Saved entries
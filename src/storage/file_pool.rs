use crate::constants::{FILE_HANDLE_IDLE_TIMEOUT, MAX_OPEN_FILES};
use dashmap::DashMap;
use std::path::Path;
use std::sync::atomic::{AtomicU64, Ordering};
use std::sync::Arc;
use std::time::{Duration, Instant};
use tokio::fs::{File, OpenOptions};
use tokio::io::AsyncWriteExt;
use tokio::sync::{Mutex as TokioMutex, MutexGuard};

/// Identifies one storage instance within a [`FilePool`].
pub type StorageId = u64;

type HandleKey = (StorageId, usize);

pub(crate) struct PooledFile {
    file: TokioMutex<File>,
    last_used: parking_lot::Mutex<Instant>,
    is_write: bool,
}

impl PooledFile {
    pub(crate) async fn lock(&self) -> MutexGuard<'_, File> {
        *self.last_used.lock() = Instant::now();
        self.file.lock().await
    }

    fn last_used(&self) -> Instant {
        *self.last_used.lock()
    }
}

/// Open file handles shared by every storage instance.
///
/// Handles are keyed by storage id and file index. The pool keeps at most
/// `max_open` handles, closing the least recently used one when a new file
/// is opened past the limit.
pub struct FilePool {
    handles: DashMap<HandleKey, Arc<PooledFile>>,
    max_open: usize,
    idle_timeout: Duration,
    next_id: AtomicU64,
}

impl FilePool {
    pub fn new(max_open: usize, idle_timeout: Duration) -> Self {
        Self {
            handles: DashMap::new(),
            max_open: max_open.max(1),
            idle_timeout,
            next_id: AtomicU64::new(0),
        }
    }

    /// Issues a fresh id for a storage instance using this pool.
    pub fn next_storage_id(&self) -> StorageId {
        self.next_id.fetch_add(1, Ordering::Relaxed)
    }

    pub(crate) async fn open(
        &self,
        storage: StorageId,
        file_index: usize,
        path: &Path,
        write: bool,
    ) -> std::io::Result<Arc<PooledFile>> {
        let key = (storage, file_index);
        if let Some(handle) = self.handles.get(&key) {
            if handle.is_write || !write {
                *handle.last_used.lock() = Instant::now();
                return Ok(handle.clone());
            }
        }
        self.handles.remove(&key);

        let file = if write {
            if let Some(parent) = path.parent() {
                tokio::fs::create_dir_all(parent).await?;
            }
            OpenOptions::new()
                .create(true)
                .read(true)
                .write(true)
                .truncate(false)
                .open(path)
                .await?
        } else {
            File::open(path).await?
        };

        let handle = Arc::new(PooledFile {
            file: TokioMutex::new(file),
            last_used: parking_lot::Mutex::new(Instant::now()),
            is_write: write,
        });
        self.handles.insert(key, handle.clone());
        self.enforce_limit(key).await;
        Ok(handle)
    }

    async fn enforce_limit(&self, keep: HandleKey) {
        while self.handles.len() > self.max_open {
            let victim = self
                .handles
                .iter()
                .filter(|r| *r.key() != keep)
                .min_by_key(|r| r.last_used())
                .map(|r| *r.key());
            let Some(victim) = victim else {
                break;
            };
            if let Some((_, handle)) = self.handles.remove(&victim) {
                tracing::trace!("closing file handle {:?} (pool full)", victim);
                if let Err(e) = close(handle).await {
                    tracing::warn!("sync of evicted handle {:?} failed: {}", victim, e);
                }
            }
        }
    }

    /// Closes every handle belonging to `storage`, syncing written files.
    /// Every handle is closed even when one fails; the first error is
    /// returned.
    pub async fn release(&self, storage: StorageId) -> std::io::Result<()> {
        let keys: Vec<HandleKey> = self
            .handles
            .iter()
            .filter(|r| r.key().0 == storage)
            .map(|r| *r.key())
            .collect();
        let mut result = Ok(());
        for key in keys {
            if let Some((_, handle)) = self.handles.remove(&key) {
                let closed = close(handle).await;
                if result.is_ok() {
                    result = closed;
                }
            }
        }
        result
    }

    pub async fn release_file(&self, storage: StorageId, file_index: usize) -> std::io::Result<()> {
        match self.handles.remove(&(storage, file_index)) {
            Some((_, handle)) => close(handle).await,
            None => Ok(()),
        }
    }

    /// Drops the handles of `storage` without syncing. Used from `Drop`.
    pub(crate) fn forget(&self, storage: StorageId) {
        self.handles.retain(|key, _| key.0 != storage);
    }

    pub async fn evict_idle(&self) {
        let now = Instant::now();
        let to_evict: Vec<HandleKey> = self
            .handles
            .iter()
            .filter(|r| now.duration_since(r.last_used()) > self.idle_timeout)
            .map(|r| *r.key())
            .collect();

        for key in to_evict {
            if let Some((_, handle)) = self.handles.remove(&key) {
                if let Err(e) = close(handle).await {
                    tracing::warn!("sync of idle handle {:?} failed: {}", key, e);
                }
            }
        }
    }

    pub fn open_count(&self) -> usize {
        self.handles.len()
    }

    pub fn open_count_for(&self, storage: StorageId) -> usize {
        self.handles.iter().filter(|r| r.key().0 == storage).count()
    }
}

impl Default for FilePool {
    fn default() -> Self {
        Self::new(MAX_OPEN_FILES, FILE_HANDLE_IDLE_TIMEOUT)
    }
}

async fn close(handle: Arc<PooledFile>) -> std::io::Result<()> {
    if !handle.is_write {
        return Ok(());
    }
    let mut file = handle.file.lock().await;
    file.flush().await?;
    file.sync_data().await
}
* * *
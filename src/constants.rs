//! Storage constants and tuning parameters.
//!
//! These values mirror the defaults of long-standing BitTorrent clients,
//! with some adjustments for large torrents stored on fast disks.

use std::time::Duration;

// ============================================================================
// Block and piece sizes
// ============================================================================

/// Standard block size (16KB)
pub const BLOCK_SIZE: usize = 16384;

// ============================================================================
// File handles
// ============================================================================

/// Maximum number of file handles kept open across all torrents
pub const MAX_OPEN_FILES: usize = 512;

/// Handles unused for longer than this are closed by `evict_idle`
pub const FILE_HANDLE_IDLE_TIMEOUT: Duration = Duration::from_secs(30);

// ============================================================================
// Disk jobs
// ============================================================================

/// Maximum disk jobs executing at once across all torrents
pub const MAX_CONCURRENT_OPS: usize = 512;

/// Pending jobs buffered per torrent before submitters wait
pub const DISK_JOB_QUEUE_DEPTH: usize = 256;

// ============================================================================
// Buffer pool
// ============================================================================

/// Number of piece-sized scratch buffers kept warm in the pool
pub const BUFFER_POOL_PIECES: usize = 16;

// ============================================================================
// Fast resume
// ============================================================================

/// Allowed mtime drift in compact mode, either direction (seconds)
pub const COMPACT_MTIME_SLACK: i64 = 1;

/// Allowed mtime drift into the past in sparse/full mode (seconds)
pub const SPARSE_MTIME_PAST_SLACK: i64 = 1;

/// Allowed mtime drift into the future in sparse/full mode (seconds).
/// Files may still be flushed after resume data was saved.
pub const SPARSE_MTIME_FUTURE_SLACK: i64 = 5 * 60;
---
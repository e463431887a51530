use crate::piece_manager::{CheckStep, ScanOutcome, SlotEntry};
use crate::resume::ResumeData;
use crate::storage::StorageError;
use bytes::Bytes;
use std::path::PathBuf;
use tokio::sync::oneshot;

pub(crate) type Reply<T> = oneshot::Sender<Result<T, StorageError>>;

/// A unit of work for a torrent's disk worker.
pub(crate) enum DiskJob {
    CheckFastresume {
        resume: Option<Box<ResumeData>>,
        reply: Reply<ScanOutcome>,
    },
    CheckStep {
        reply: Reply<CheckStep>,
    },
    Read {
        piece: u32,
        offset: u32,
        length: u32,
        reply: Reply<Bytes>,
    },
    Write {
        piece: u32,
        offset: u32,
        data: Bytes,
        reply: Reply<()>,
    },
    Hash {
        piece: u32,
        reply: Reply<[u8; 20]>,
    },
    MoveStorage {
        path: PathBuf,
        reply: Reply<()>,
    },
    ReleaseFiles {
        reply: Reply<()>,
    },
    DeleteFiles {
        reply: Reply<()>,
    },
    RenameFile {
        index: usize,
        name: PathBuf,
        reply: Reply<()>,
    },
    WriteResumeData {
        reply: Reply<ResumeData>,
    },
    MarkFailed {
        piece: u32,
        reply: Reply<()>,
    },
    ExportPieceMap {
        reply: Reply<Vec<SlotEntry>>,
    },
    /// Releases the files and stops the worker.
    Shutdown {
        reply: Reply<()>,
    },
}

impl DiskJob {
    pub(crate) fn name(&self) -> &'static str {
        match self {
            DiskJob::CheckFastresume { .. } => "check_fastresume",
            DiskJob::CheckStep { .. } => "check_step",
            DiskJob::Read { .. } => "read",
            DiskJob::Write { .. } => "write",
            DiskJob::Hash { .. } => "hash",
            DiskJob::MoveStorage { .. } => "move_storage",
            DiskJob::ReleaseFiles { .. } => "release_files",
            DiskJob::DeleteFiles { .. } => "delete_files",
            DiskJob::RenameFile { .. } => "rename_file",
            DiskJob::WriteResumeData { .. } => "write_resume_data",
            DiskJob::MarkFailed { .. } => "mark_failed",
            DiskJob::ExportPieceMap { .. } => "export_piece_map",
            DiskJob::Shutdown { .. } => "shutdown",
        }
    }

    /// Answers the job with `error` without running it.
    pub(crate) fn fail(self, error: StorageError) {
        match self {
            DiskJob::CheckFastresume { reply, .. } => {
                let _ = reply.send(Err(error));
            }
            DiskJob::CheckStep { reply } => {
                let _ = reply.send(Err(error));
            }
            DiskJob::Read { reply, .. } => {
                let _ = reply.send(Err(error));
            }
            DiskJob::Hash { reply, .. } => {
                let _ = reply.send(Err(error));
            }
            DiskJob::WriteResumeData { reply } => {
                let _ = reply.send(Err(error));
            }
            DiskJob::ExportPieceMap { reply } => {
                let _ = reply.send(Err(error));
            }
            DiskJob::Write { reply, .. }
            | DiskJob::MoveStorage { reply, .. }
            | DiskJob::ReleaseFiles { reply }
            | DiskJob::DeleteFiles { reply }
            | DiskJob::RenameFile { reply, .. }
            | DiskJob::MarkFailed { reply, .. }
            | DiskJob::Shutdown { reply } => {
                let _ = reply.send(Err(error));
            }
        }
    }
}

Exercise: Gather each line in the entries above where the string "jobs" is found.

Written response:
// Disk jobs
/// Maximum disk jobs executing at once across all torrents
/// Pending jobs buffered per torrent before submitters wait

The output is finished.